We deal with discrimination every day of our lives.
It’s not just the uneducated stranger who doesn’t understand the difference between Democratic Socialism and Communism or the Trump supporter in his big, foreign oil guzzling truck who tries to intimidate us as we drive.
It’s the more subtle things that we have to overcome every second of every day.
It’s our own families judging us for being suddenly so political.
It’s the fact that we do for free what all the other candidates have paid staff to do.
It’s the fact that everywhere we go, we are told that we are wasting our time, by people who are brainwashed by corporate media.
It’s the overcoming of our own doubts when Bernie loses five states in one day and we are in tears and so despondent that our family members give us space for the evening.
It’s climbing a mountain and slipping and falling and being cold and sometimes forgetting, albeit momentarily, why we started the climb to begin with.
It’s being the kind of person who gets up off the ground again
Being a Bernie Sanders supporter isn’t at all like being a Hillary Clinton supporter.
The DNC handed the nomination to her.
Her Wall Street and Wal-Mart buddies pay for her private jet while we skip meals so Bernie can afford to fly coach.
They are on top of the mountain, laughing at us and spitting down upon us..

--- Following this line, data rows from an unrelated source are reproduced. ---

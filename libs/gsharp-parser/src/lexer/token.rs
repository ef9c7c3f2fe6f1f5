//! # Tokens
//!
//! Token types produced by the GSharp lexer.
//!
//! ## Example
//!
//! ```rust
//! use gsharp_parser::lexer::{Token, TokenKind};
//! use gsharp_parser::span::{Position, Span};
//!
//! let token = Token::new(TokenKind::Number, Span::at(Position::start()), "10".to_string());
//! assert_eq!(token.kind, TokenKind::Number);
//! ```

use crate::span::{Span, Spanned};
use gsharp_geometry::FigureKind;

// =============================================================================
// TOKEN
// =============================================================================

/// A token produced by the lexer.
#[derive(Debug, Clone, PartialEq)]
pub struct Token {
    /// Token type.
    pub kind: TokenKind,
    /// Source span.
    pub span: Span,
    /// Token text. Strings are stored without their quotes.
    pub text: String,
}

impl Token {
    /// Create a new token.
    ///
    /// ## Parameters
    ///
    /// - `kind`: Token type
    /// - `span`: Source location
    /// - `text`: Token text
    pub fn new(kind: TokenKind, span: Span, text: String) -> Self {
        Self { kind, span, text }
    }

    /// Check if token is EOF.
    pub fn is_eof(&self) -> bool {
        self.kind == TokenKind::Eof
    }

    /// 1-based source line.
    pub fn line(&self) -> usize {
        self.span.start.line
    }
}

impl Spanned for Token {
    fn span(&self) -> Span {
        self.span
    }
}

// =============================================================================
// TOKEN KIND
// =============================================================================

/// Types of tokens.
#[derive(Debug, Clone, Copy, PartialEq, Eq, Hash)]
pub enum TokenKind {
    // Literals
    /// Number literal like `10`, `-2` or `3.14`
    Number,
    /// String literal like `"label"`
    String,
    /// Boolean true
    True,
    /// Boolean false
    False,

    /// Identifier like `p1` or `radius`
    Identifier,

    // Keywords
    /// `intersect`
    Intersect,
    /// `draw`
    Draw,
    /// `measure`
    Measure,
    /// `point`
    Point,
    /// `line`, `segment`, `ray`, `circle` or `arc`
    Figure(FigureKind),
    /// `color`
    Color,
    /// `restore`
    Restore,
    /// `const`
    Const,
    /// `let`
    Let,
    /// `function`
    Function,
    /// `if`
    If,
    /// `then`
    Then,
    /// `else`
    Else,
    /// `in`
    In,

    // Function header, emitted right after `function`
    /// Declared function name
    FunctionName,
    /// One declared parameter
    Parameter,

    // Operators
    /// `+`
    Plus,
    /// `-`
    Minus,
    /// `*`
    Star,
    /// `/`
    Slash,
    /// `%`
    Percent,
    /// `^`
    Caret,
    /// `=`
    Eq,
    /// `==`
    EqEq,
    /// `!=`
    BangEq,
    /// `<`
    Lt,
    /// `>`
    Gt,
    /// `<=`
    LtEq,
    /// `>=`
    GtEq,
    /// `=>`
    FatArrow,
    /// `->`
    Arrow,

    // Delimiters
    /// `(`
    LParen,
    /// `)`
    RParen,
    /// `{`
    LBrace,
    /// `}`
    RBrace,
    /// `,`
    Comma,
    /// `...`
    Ellipsis,
    /// `;` (end of line)
    Semicolon,

    /// End of file
    Eof,
}

impl TokenKind {
    /// Check if this is a keyword token.
    pub const fn is_keyword(&self) -> bool {
        matches!(
            self,
            Self::Intersect
                | Self::Draw
                | Self::Measure
                | Self::Point
                | Self::Figure(_)
                | Self::Color
                | Self::Restore
                | Self::Const
                | Self::Let
                | Self::Function
                | Self::If
                | Self::Then
                | Self::Else
                | Self::In
                | Self::True
                | Self::False
        )
    }

    /// Check if this is a comparison operator.
    pub const fn is_comparison(&self) -> bool {
        matches!(
            self,
            Self::Lt | Self::Gt | Self::LtEq | Self::GtEq | Self::EqEq | Self::BangEq
        )
    }

    /// Check if a token of this kind can be the last token of an operand.
    ///
    /// A `-` that follows such a token is a binary minus, never a sign.
    pub const fn ends_operand(&self) -> bool {
        matches!(
            self,
            Self::Number
                | Self::String
                | Self::True
                | Self::False
                | Self::Identifier
                | Self::RParen
                | Self::RBrace
        )
    }

    /// Get display string for error messages.
    pub const fn display(&self) -> &'static str {
        match self {
            Self::Number => "number",
            Self::String => "string",
            Self::True => "true",
            Self::False => "false",
            Self::Identifier => "identifier",
            Self::Intersect => "intersect",
            Self::Draw => "draw",
            Self::Measure => "measure",
            Self::Point => "point",
            Self::Figure(kind) => kind.keyword(),
            Self::Color => "color",
            Self::Restore => "restore",
            Self::Const => "const",
            Self::Let => "let",
            Self::Function => "function",
            Self::If => "if",
            Self::Then => "then",
            Self::Else => "else",
            Self::In => "in",
            Self::FunctionName => "function name",
            Self::Parameter => "parameter",
            Self::Plus => "+",
            Self::Minus => "-",
            Self::Star => "*",
            Self::Slash => "/",
            Self::Percent => "%",
            Self::Caret => "^",
            Self::Eq => "=",
            Self::EqEq => "==",
            Self::BangEq => "!=",
            Self::Lt => "<",
            Self::Gt => ">",
            Self::LtEq => "<=",
            Self::GtEq => ">=",
            Self::FatArrow => "=>",
            Self::Arrow => "->",
            Self::LParen => "(",
            Self::RParen => ")",
            Self::LBrace => "{",
            Self::RBrace => "}",
            Self::Comma => ",",
            Self::Ellipsis => "...",
            Self::Semicolon => ";",
            Self::Eof => "end of file",
        }
    }
}

// =============================================================================
// TESTS
// =============================================================================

We are not like them at all.
We are not like the Trump supporters who think they are entitled to privilege because of the color of their skin.
We embrace while they divide.
We stand up for human rights, while they point their fingers of blame at those who are less fortunate.
We will not let our country continue down the road to corporate ruin with Mrs Clinton.
We will not let our country be taken over by the NAZI fascism of Donald Trump.
We will call every phone in America.
We will knock on every door.
We will talk to every friend and every stranger.
And when we are weary, we will find solace in each other.
We will deal with every ugly discrimination.
We will never give up or give in.
We have been made strong by our trials.
We have only just begun to fight.
Revolution was never meant to be easy.